Langsung ke konten utama

Pandangan Muhammad Iqbal tentang Wahdatul Wujud


Iqbal meramu postulat, Saya berbuat, karena itu saya ada (I act, therefore I exist), membedakannya dari pemikir Muslim terdahulu yang banyak terjebak kenikmatan asketisme.
              Dalam memandang wahdatul wujud, Iqbal mengistilahkannya dengan “kesadaran mistis”. Kesadaran mistis/wahdatul wujud dalam pengertian Muhammad Iqbal adalah sebagai salah satu usaha yang dilakukan manusia dengan menafikan kehendak pribadi ketika mengidentifikasi dirinya dengan Tuhan.

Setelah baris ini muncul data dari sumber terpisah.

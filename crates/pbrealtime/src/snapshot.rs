//! One-shot loader for the current state of a collection.

use reqwest::Method;
use tracing::{debug, info, warn};

use crate::api::ApiClient;
use crate::error::FetchError;
use crate::record::CollectionSnapshot;
use crate::store::RecordStore;

/// Fetches the first page of a collection to seed a [`RecordStore`].
#[derive(Debug, Clone)]
pub struct SnapshotLoader {
    api: ApiClient,
    collection: String,
}

impl SnapshotLoader {
    /// Create a loader for `collection`.
    #[must_use]
    pub fn new(api: ApiClient, collection: impl Into<String>) -> Self {
        Self {
            api,
            collection: collection.into(),
        }
    }

    /// Fetch the current collection page.
    ///
    /// # Errors
    ///
    /// Returns [`FetchError::Status`] for a non-success status,
    /// [`FetchError::Transport`] if the request or body read fails, and
    /// [`FetchError::Decode`] if the body is not a collection page.
    pub async fn fetch(&self, token: &str) -> Result<CollectionSnapshot, FetchError> {
        let url = self.api.records_url(&self.collection);
        debug!(%url, "Fetching collection snapshot");

        let response = self
            .api
            .authorized(Method::GET, url, token)
            .send()
            .await
            .map_err(|e| FetchError::Transport(e.to_string()))?;

        let status = response.status();
        if !status.is_success() {
            return Err(FetchError::Status {
                status: status.as_u16(),
            });
        }

        let text = response
            .text()
            .await
            .map_err(|e| FetchError::Transport(e.to_string()))?;
        let snapshot: CollectionSnapshot =
            serde_json::from_str(&text).map_err(FetchError::Decode)?;

        if snapshot.is_truncated() {
            warn!(
                collection = %self.collection,
                loaded = snapshot.items.len(),
                total = snapshot.total_items,
                "Collection has more than one page; only the first is loaded"
            );
        }
        Ok(snapshot)
    }

    /// Fetch the collection and replace the store contents with it.
    ///
    /// Returns the number of records loaded. The store is left untouched on
    /// failure.
    ///
    /// # Errors
    ///
    /// Returns any error from [`fetch`](Self::fetch).
    pub async fn seed(&self, token: &str, store: &RecordStore) -> Result<usize, FetchError> {
        let snapshot = self.fetch(token).await?;
        let count = snapshot.items.len();
        store.replace_all(snapshot.items);
        info!(collection = %self.collection, count, "Seeded record store");
        Ok(count)
    }
}
//! End-to-end tests against an in-process fake backend.

mod common;

use std::sync::Arc;
use std::time::Duration;

use serde_json::json;
use tokio::net::TcpListener;

use common::{eventually, FakeBackend};
use pbrealtime::error::{AuthError, FetchError, TransportError};
use pbrealtime::{ChannelSink, Config, Error, Record, SubscriberState, SyncClient};

const WAIT: Duration = Duration::from_secs(2);

#[tokio::test]
async fn login_stores_token_and_user() {
    let backend = FakeBackend::start().await;
    backend.accept_login("tok-1");
    let (client, _errors) = backend.client();

    let session = client.login("ada@example.com", "secret").await.unwrap();

    assert_eq!(session.token, "tok-1");
    assert_eq!(session.user_id, "u1");
    assert_eq!(session.display_name, "Ada");
    assert_eq!(client.session().current_token().as_deref(), Some("tok-1"));

    let logins = backend.requests_to("POST", "/api/collections/users/auth-with-password");
    assert_eq!(logins.len(), 1);
    assert_eq!(
        logins[0].json(),
        json!({"identity": "ada@example.com", "password": "secret"})
    );
}

#[tokio::test]
async fn rejected_login_leaves_client_unauthenticated() {
    let backend = FakeBackend::start().await;
    backend.route(
        "POST",
        "/api/collections/users/auth-with-password",
        401,
        json!({"message": "Failed to authenticate."}),
    );
    let (client, _errors) = backend.client();

    let err = client.login("a@b.com", "x").await.unwrap_err();

    assert!(matches!(
        err,
        Error::Auth(AuthError::InvalidCredentials { status: 401 })
    ));
    assert!(!client.session().is_authenticated());
}

#[tokio::test]
async fn undecodable_login_body_is_a_transport_error() {
    let backend = FakeBackend::start().await;
    backend.route(
        "POST",
        "/api/collections/users/auth-with-password",
        200,
        json!({}),
    );
    let (client, _errors) = backend.client();

    let err = client.login("a@b.com", "x").await.unwrap_err();

    assert!(matches!(err, Error::Auth(AuthError::Transport(_))));
    assert!(!client.session().is_authenticated());
}

#[tokio::test]
async fn https_base_url_reaches_the_server() {
    let listener = TcpListener::bind("127.0.0.1:0").await.unwrap();
    let addr = listener.local_addr().unwrap();
    // Accept and hang up: the TLS handshake fails, but only after connecting.
    let accepted = tokio::spawn(async move { listener.accept().await.is_ok() });

    let mut config = Config::default();
    config.server.base_url = format!("https://{addr}");
    let (sink, _errors) = ChannelSink::new();
    let client = SyncClient::from_config(&config, Arc::new(sink)).unwrap();

    let err = client.login("a@b.com", "x").await.unwrap_err();

    assert!(matches!(err, Error::Auth(AuthError::Transport(_))));
    assert!(tokio::time::timeout(WAIT, accepted).await.unwrap().unwrap());
}

#[tokio::test]
async fn refresh_seeds_store_with_bearer_token() {
    let backend = FakeBackend::start().await;
    backend.accept_login("tok-1");
    backend.serve_snapshot(json!([{"id": "1", "title": "a", "status": false}]));
    let (client, _errors) = backend.client();
    client.login("ada@example.com", "secret").await.unwrap();

    let snapshot = client.refresh().await.unwrap();

    assert_eq!(snapshot.total_items, 1);
    assert_eq!(client.store().records(), vec![Record::new("1", "a", false)]);
    let fetches = backend.requests_to("GET", "/api/collections/todos/records");
    assert_eq!(fetches[0].header("authorization"), Some("Bearer tok-1"));
}

#[tokio::test]
async fn failed_snapshot_prevents_subscription() {
    let backend = FakeBackend::start().await;
    backend.accept_login("tok-1");
    backend.route(
        "GET",
        "/api/collections/todos/records",
        403,
        json!({"message": "forbidden"}),
    );
    let (mut client, _errors) = backend.client();
    client.login("ada@example.com", "secret").await.unwrap();

    let err = client.start().await.unwrap_err();

    assert!(matches!(
        err,
        Error::Fetch(FetchError::Status { status: 403 })
    ));
    assert!(client.subscription().is_none());
    assert!(backend.requests_to("GET", "/api/realtime").is_empty());
}

#[tokio::test]
async fn undecodable_snapshot_is_a_decode_error() {
    let backend = FakeBackend::start().await;
    backend.accept_login("tok-1");
    backend.route(
        "GET",
        "/api/collections/todos/records",
        200,
        json!({"items": "nope"}),
    );
    let (mut client, _errors) = backend.client();
    client.login("a@b.com", "x").await.unwrap();
    client.store().replace_all(vec![Record::new("1", "kept", false)]);

    let err = client.refresh().await.unwrap_err();
    assert!(matches!(err, Error::Fetch(FetchError::Decode(_))));
    assert_eq!(client.store().records(), vec![Record::new("1", "kept", false)]);

    let err = client.start().await.unwrap_err();
    assert!(matches!(err, Error::Fetch(FetchError::Decode(_))));
    assert!(client.subscription().is_none());
}

#[tokio::test]
async fn toggle_sends_only_the_inverted_flag() {
    let backend = FakeBackend::start().await;
    backend.accept_login("tok-1");
    backend.route(
        "PATCH",
        "/api/collections/todos/records/1",
        200,
        json!({"id": "1", "title": "a", "status": true}),
    );
    let (client, _errors) = backend.client();
    client.login("ada@example.com", "secret").await.unwrap();
    client.store().replace_all(vec![Record::new("1", "a", false)]);

    client.toggle(&Record::new("1", "a", false)).await.unwrap();

    let patches = backend.requests_to("PATCH", "/api/collections/todos/records/1");
    assert_eq!(patches.len(), 1);
    assert_eq!(patches[0].json(), json!({"status": true}));
    assert_eq!(patches[0].header("authorization"), Some("Bearer tok-1"));
    // Only the echoed realtime event changes the store.
    assert_eq!(client.store().get("1"), Some(Record::new("1", "a", false)));
}

#[tokio::test]
async fn failed_background_toggle_is_reported() {
    let backend = FakeBackend::start().await;
    backend.accept_login("tok-1");
    backend.route(
        "PATCH",
        "/api/collections/todos/records/1",
        404,
        json!({"message": "not found"}),
    );
    let (client, mut errors) = backend.client();
    client.login("ada@example.com", "secret").await.unwrap();
    client.store().replace_all(vec![Record::new("1", "a", false)]);

    let ok = client.toggle_by_id("1").unwrap().await.unwrap();

    assert!(!ok);
    let reported = errors.recv().await.unwrap();
    assert!(matches!(reported, Error::Update(_)));
    assert!(reported.to_string().contains("404"));
}

#[tokio::test]
async fn realtime_create_update_delete_flow() {
    let backend = FakeBackend::start().await;
    backend.accept_login("tok-1");
    backend.serve_snapshot(json!([]));
    backend.route("POST", "/api/realtime", 200, json!({}));
    let (mut client, _errors) = backend.client();
    client.login("ada@example.com", "secret").await.unwrap();

    let mut state = client.start().await.unwrap().watch_state();
    assert!(client.store().is_empty());

    backend.push("PB_CONNECT", &json!({"clientId": "c1"}));
    tokio::time::timeout(WAIT, state.wait_for(SubscriberState::is_subscribed))
        .await
        .unwrap()
        .unwrap();

    let registrations = backend.requests_to("POST", "/api/realtime");
    assert_eq!(registrations.len(), 1);
    assert_eq!(
        registrations[0].json(),
        json!({"clientId": "c1", "subscriptions": ["todos"]})
    );
    assert_eq!(
        registrations[0].header("authorization"),
        Some("Bearer tok-1")
    );

    backend.push(
        "todos",
        &json!({"action": "create", "record": {"id": "1", "title": "a", "status": false}}),
    );
    eventually(|| client.store().len() == 1).await;

    backend.push(
        "todos",
        &json!({"action": "update", "record": {"id": "1", "title": "a", "status": true}}),
    );
    eventually(|| client.store().get("1").is_some_and(|r| r.done)).await;

    backend.push(
        "todos",
        &json!({"action": "delete", "record": {"id": "1", "title": "a", "status": true}}),
    );
    eventually(|| client.store().is_empty()).await;

    assert_eq!(client.stop().await, SubscriberState::Closed);
}

#[tokio::test]
async fn events_before_handshake_are_discarded() {
    let backend = FakeBackend::start().await;
    backend.accept_login("tok-1");
    backend.serve_snapshot(json!([]));
    backend.route("POST", "/api/realtime", 200, json!({}));
    let (mut client, _errors) = backend.client();
    client.login("ada@example.com", "secret").await.unwrap();
    let mut state = client.start().await.unwrap().watch_state();

    backend.push(
        "todos",
        &json!({"action": "create", "record": {"id": "early", "title": "x", "status": false}}),
    );
    backend.push("PB_CONNECT", &json!({"clientId": "c1"}));
    tokio::time::timeout(WAIT, state.wait_for(SubscriberState::is_subscribed))
        .await
        .unwrap()
        .unwrap();
    backend.push(
        "todos",
        &json!({"action": "create", "record": {"id": "late", "title": "y", "status": false}}),
    );

    eventually(|| client.store().contains("late")).await;
    assert!(!client.store().contains("early"));
    client.stop().await;
}

#[tokio::test]
async fn malformed_event_is_reported_and_stream_continues() {
    let backend = FakeBackend::start().await;
    backend.accept_login("tok-1");
    backend.serve_snapshot(json!([]));
    backend.route("POST", "/api/realtime", 200, json!({}));
    let (mut client, mut errors) = backend.client();
    client.login("ada@example.com", "secret").await.unwrap();
    let mut state = client.start().await.unwrap().watch_state();

    backend.push("PB_CONNECT", &json!({"clientId": "c1"}));
    tokio::time::timeout(WAIT, state.wait_for(SubscriberState::is_subscribed))
        .await
        .unwrap()
        .unwrap();
    backend.push_raw("event: todos\ndata: {not json\n\n");
    backend.push(
        "todos",
        &json!({"action": "create", "record": {"id": "1", "title": "a", "status": false}}),
    );

    let reported = tokio::time::timeout(WAIT, errors.recv()).await.unwrap().unwrap();
    assert!(matches!(reported, Error::Decode(_)));
    eventually(|| client.store().contains("1")).await;
    assert!(client.realtime_state().is_subscribed());
    client.stop().await;
}

#[tokio::test]
async fn server_closing_stream_ends_subscription() {
    let backend = FakeBackend::start().await;
    backend.accept_login("tok-1");
    backend.serve_snapshot(json!([{"id": "1", "title": "a", "status": false}]));
    backend.route("POST", "/api/realtime", 200, json!({}));
    let (mut client, _errors) = backend.client();
    client.login("ada@example.com", "secret").await.unwrap();
    client.start().await.unwrap();

    backend.push("PB_CONNECT", &json!({"clientId": "c1"}));
    backend.close_events();

    let handle = client.subscription().unwrap();
    let state = tokio::time::timeout(WAIT, handle.closed()).await.unwrap();
    assert_eq!(state, SubscriberState::Closed);
    assert_eq!(client.store().len(), 1);
}

#[tokio::test]
async fn rejected_stream_errors_subscription() {
    let backend = FakeBackend::start().await;
    backend.accept_login("tok-1");
    backend.serve_snapshot(json!([]));
    backend.route("GET", "/api/realtime", 401, json!({"message": "unauthorized"}));
    let (mut client, mut errors) = backend.client();
    client.login("ada@example.com", "secret").await.unwrap();
    client.start().await.unwrap();

    let handle = client.subscription().unwrap();
    let state = tokio::time::timeout(WAIT, handle.closed()).await.unwrap();

    assert_eq!(
        state,
        SubscriberState::Errored(TransportError::Status { status: 401 })
    );
    let reported = tokio::time::timeout(WAIT, errors.recv()).await.unwrap().unwrap();
    assert!(matches!(reported, Error::Transport(_)));
}

#[tokio::test]
async fn failed_registration_errors_subscription() {
    let backend = FakeBackend::start().await;
    backend.accept_login("tok-1");
    backend.serve_snapshot(json!([]));
    backend.route("POST", "/api/realtime", 403, json!({"message": "forbidden"}));
    let (mut client, _errors) = backend.client();
    client.login("ada@example.com", "secret").await.unwrap();
    client.start().await.unwrap();

    backend.push("PB_CONNECT", &json!({"clientId": "c1"}));
    let handle = client.subscription().unwrap();
    let state = tokio::time::timeout(WAIT, handle.closed()).await.unwrap();

    assert!(matches!(
        state,
        SubscriberState::Errored(TransportError::Register(_))
    ));
}

#[tokio::test]
async fn logout_stops_subscription_and_clears_session() {
    let backend = FakeBackend::start().await;
    backend.accept_login("tok-1");
    backend.serve_snapshot(json!([]));
    backend.route("POST", "/api/realtime", 200, json!({}));
    let (mut client, _errors) = backend.client();
    client.login("ada@example.com", "secret").await.unwrap();
    let mut state = client.start().await.unwrap().watch_state();
    backend.push("PB_CONNECT", &json!({"clientId": "c1"}));
    tokio::time::timeout(WAIT, state.wait_for(SubscriberState::is_subscribed))
        .await
        .unwrap()
        .unwrap();

    client.logout().await;

    assert!(!client.session().is_authenticated());
    assert!(client.subscription().is_none());
    assert!(state.borrow().is_terminal());

    backend.push(
        "todos",
        &json!({"action": "create", "record": {"id": "1", "title": "a", "status": false}}),
    );
    tokio::time::sleep(Duration::from_millis(50)).await;
    assert!(client.store().is_empty());
}

#[tokio::test]
async fn seeded_list_follows_pushed_changes() {
    let backend = FakeBackend::start().await;
    backend.accept_login("tok-1");
    backend.serve_snapshot(json!([{"id": "1", "title": "Buy milk", "status": false}]));
    backend.route("POST", "/api/realtime", 200, json!({}));
    let (mut client, _errors) = backend.client();
    client.login("a@b.com", "x").await.unwrap();

    let mut state = client.start().await.unwrap().watch_state();
    assert_eq!(
        client.store().records(),
        vec![Record::new("1", "Buy milk", false)]
    );

    backend.push("PB_CONNECT", &json!({"clientId": "c1"}));
    tokio::time::timeout(WAIT, state.wait_for(SubscriberState::is_subscribed))
        .await
        .unwrap()
        .unwrap();

    backend.push(
        "todos",
        &json!({"action": "create", "record": {"id": "2", "title": "New", "status": false}}),
    );
    eventually(|| client.store().len() == 2).await;
    assert_eq!(
        client.store().records(),
        vec![
            Record::new("1", "Buy milk", false),
            Record::new("2", "New", false),
        ]
    );

    backend.push(
        "todos",
        &json!({"action": "update", "record": {"id": "1", "title": "Buy milk", "status": true}}),
    );
    eventually(|| client.store().get("1").is_some_and(|r| r.done)).await;
    assert_eq!(
        client.store().records(),
        vec![
            Record::new("1", "Buy milk", true),
            Record::new("2", "New", false),
        ]
    );

    backend.push(
        "todos",
        &json!({"action": "delete", "record": {"id": "1", "title": "Buy milk", "status": true}}),
    );
    eventually(|| !client.store().contains("1")).await;
    assert_eq!(client.store().records(), vec![Record::new("2", "New", false)]);

    client.logout().await;
}
//! Minimal in-process HTTP backend for integration tests.
//!
//! Speaks just enough HTTP/1.1 for reqwest: one request per connection,
//! `Connection: close` on every response. Routes are canned JSON replies;
//! `GET /api/realtime` without a route becomes a server-sent event stream fed
//! by [`FakeBackend::push`].

#![allow(dead_code)]

use std::collections::HashMap;
use std::net::SocketAddr;
use std::sync::{Arc, Mutex};
use std::time::Duration;

use serde_json::Value;
use tokio::io::{AsyncReadExt, AsyncWriteExt};
use tokio::net::{TcpListener, TcpStream};
use tokio::sync::mpsc;

use pbrealtime::{ApiClient, ChannelSink, Config, Error, SyncClient};

/// One request as the backend saw it.
#[derive(Debug, Clone)]
pub struct Request {
    pub method: String,
    pub path: String,
    pub headers: HashMap<String, String>,
    pub body: Vec<u8>,
}

impl Request {
    pub fn header(&self, name: &str) -> Option<&str> {
        self.headers.get(&name.to_ascii_lowercase()).map(String::as_str)
    }

    pub fn json(&self) -> Value {
        serde_json::from_slice(&self.body).expect("request body is JSON")
    }
}

type Routes = HashMap<(String, String), (u16, Value)>;

#[derive(Debug)]
struct Shared {
    routes: Mutex<Routes>,
    requests: Mutex<Vec<Request>>,
    events: Mutex<Option<mpsc::UnboundedReceiver<String>>>,
}

/// A fake PocketBase listening on an ephemeral port.
#[derive(Debug)]
pub struct FakeBackend {
    addr: SocketAddr,
    shared: Arc<Shared>,
    events_tx: Mutex<Option<mpsc::UnboundedSender<String>>>,
}

impl FakeBackend {
    pub async fn start() -> Self {
        let listener = TcpListener::bind("127.0.0.1:0").await.expect("bind");
        let addr = listener.local_addr().expect("local addr");
        let (events_tx, events_rx) = mpsc::unbounded_channel();
        let shared = Arc::new(Shared {
            routes: Mutex::new(HashMap::new()),
            requests: Mutex::new(Vec::new()),
            events: Mutex::new(Some(events_rx)),
        });

        let accept_shared = Arc::clone(&shared);
        tokio::spawn(async move {
            while let Ok((stream, _)) = listener.accept().await {
                tokio::spawn(serve(stream, Arc::clone(&accept_shared)));
            }
        });

        Self {
            addr,
            shared,
            events_tx: Mutex::new(Some(events_tx)),
        }
    }

    pub fn base_url(&self) -> String {
        format!("http://{}", self.addr)
    }

    /// Answer `method path` with `status` and a JSON body.
    pub fn route(&self, method: &str, path: &str, status: u16, body: Value) {
        self.shared
            .routes
            .lock()
            .unwrap()
            .insert((method.to_string(), path.to_string()), (status, body));
    }

    /// Accept the standard password login for `users`.
    pub fn accept_login(&self, token: &str) {
        self.route(
            "POST",
            "/api/collections/users/auth-with-password",
            200,
            serde_json::json!({
                "token": token,
                "record": {"id": "u1", "email": "ada@example.com", "name": "Ada"}
            }),
        );
    }

    /// Serve `items` as the one-page `todos` snapshot.
    pub fn serve_snapshot(&self, items: Value) {
        let count = items.as_array().map_or(0, Vec::len);
        self.route(
            "GET",
            "/api/collections/todos/records",
            200,
            serde_json::json!({
                "page": 1,
                "perPage": 30,
                "totalItems": count,
                "totalPages": 1,
                "items": items,
            }),
        );
    }

    /// Send one server-sent event on the realtime stream.
    pub fn push(&self, event: &str, data: &Value) {
        let frame = format!("event: {event}\ndata: {data}\n\n");
        if let Some(tx) = self.events_tx.lock().unwrap().as_ref() {
            let _ = tx.send(frame);
        }
    }

    /// Send a raw frame on the realtime stream.
    pub fn push_raw(&self, frame: &str) {
        if let Some(tx) = self.events_tx.lock().unwrap().as_ref() {
            let _ = tx.send(frame.to_string());
        }
    }

    /// End the realtime stream.
    pub fn close_events(&self) {
        self.events_tx.lock().unwrap().take();
    }

    pub fn requests(&self) -> Vec<Request> {
        self.shared.requests.lock().unwrap().clone()
    }

    pub fn requests_to(&self, method: &str, path: &str) -> Vec<Request> {
        self.requests()
            .into_iter()
            .filter(|r| r.method == method && r.path == path)
            .collect()
    }

    /// A client for this backend reporting background errors to a channel.
    pub fn client(&self) -> (SyncClient, mpsc::UnboundedReceiver<Error>) {
        let mut config = Config::default();
        config.server.base_url = self.base_url();
        let (sink, errors) = ChannelSink::new();
        let client = SyncClient::from_config(&config, Arc::new(sink)).expect("valid config");
        (client, errors)
    }

    pub fn api(&self) -> ApiClient {
        ApiClient::new(self.base_url().parse().expect("valid url"))
    }
}

/// Poll `check` until it holds or two seconds pass.
pub async fn eventually(mut check: impl FnMut() -> bool) {
    let deadline = tokio::time::Instant::now() + Duration::from_secs(2);
    while !check() {
        assert!(
            tokio::time::Instant::now() < deadline,
            "condition not reached in time"
        );
        tokio::time::sleep(Duration::from_millis(10)).await;
    }
}

async fn serve(mut stream: TcpStream, shared: Arc<Shared>) {
    let Some(request) = read_request(&mut stream).await else {
        return;
    };
    let key = (request.method.clone(), request.path.clone());
    shared.requests.lock().unwrap().push(request);

    let canned = shared.routes.lock().unwrap().get(&key).cloned();
    match canned {
        Some((status, body)) => {
            let body = body.to_string();
            let head = format!(
                "HTTP/1.1 {status} {}\r\n\
                 Content-Type: application/json\r\n\
                 Content-Length: {}\r\n\
                 Connection: close\r\n\r\n",
                reason(status),
                body.len()
            );
            let _ = stream.write_all(head.as_bytes()).await;
            let _ = stream.write_all(body.as_bytes()).await;
            let _ = stream.shutdown().await;
        }
        None if key.0 == "GET" && key.1 == "/api/realtime" => {
            let events = shared.events.lock().unwrap().take();
            match events {
                Some(events) => stream_events(stream, events).await,
                None => not_found(stream).await,
            }
        }
        None => not_found(stream).await,
    }
}

async fn stream_events(mut stream: TcpStream, mut events: mpsc::UnboundedReceiver<String>) {
    let head = "HTTP/1.1 200 OK\r\n\
                Content-Type: text/event-stream\r\n\
                Cache-Control: no-cache\r\n\
                Connection: close\r\n\r\n";
    if stream.write_all(head.as_bytes()).await.is_err() {
        return;
    }
    let _ = stream.flush().await;
    while let Some(frame) = events.recv().await {
        if stream.write_all(frame.as_bytes()).await.is_err() {
            return;
        }
        let _ = stream.flush().await;
    }
    let _ = stream.shutdown().await;
}

async fn not_found(mut stream: TcpStream) {
    let body = r#"{"message":"not found"}"#;
    let head = format!(
        "HTTP/1.1 404 Not Found\r\n\
         Content-Type: application/json\r\n\
         Content-Length: {}\r\n\
         Connection: close\r\n\r\n",
        body.len()
    );
    let _ = stream.write_all(head.as_bytes()).await;
    let _ = stream.write_all(body.as_bytes()).await;
    let _ = stream.shutdown().await;
}

fn reason(status: u16) -> &'static str {
    match status {
        200 => "OK",
        400 => "Bad Request",
        401 => "Unauthorized",
        403 => "Forbidden",
        404 => "Not Found",
        _ => "Status",
    }
}

async fn read_request(stream: &mut TcpStream) -> Option<Request> {
    let mut buf = Vec::new();
    let mut chunk = [0u8; 4096];
    let header_end = loop {
        if let Some(pos) = buf.windows(4).position(|w| w == b"\r\n\r\n") {
            break pos;
        }
        let n = stream.read(&mut chunk).await.ok()?;
        if n == 0 {
            return None;
        }
        buf.extend_from_slice(&chunk[..n]);
    };

    let head = String::from_utf8_lossy(&buf[..header_end]).into_owned();
    let mut lines = head.split("\r\n");
    let mut request_line = lines.next()?.split_whitespace();
    let method = request_line.next()?.to_string();
    let path = request_line.next()?.to_string();

    let headers: HashMap<String, String> = lines
        .filter_map(|line| line.split_once(':'))
        .map(|(name, value)| (name.trim().to_ascii_lowercase(), value.trim().to_string()))
        .collect();
    let length = headers
        .get("content-length")
        .and_then(|v| v.parse::<usize>().ok())
        .unwrap_or(0);

    let mut body = buf[header_end + 4..].to_vec();
    while body.len() < length {
        let n = stream.read(&mut chunk).await.ok()?;
        if n == 0 {
            break;
        }
        body.extend_from_slice(&chunk[..n]);
    }

    Some(Request {
        method,
        path,
        headers,
        body,
    })
}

Hal ini menyebabkan, para praktisi aliran tasawuf ini merasakan bahwa segala unsur material adalah fana. Iqbal berargumen bahwa sikap menafikan diri bukanlah jalan untuk mencapai kesempurnaan diri.
              Ia memandang, bahwa pusat dan landasan organisasi manusia adalah ego yang dimaknai sebagai seluruh cakupan pemikiran dan kesadaran tenang kehidupan. Ia senantiasa bergerak dinamis untuk menuju kesempurnaan dengan mendekatkan diri pada ego mutlak, yakni Tuhan. Kehidupan manusia dalam keegoannya penuh dengan rintangan dan halangan dalam mencapai keegoan mutlak tersebut, sehingga manusia harus dapat menumbuhkan instrumen-instrumen tertentu dalam dirinya seperti panca indra, nalar dan potensi manusiawi lainnya untuk menghadapi segala rintangan yang menghalangi proses pencapaian tersebut.
              Oleh karena itu, proses penafian diri sepertinya tidak sejalan dengan kondisi manusia yang dilengkapi dengan sejumlah potensi yang hidup. Untuk menyatukan diri dengan Tuhan, menurutnya, harus melibatkan ego kreasi. Ini dimaknai oleh Iqbal sebagai “kesadaran profetik”. Kesadaran ini merupakan sebuah cara mengembangkan kesadaran melalui aktivitas kreatif yang bebas dan melalui kesadaran bahwa aktivitas kreatif manusia adalah aktivitas Ilahi.

              Konsep wahdatul wujud dalam pemikiran Iqbal adalah sikap mengindentifikasi keinginan pribadi dengan kehendak tuhan melalui cara penyempurnaan diri, bukan dengan cara penafian diri. Kehendak manusia dalam posisi tersebut adalah otonom, namun masih dalam koridor bimbingan Ilahi. Wallahu a’lam.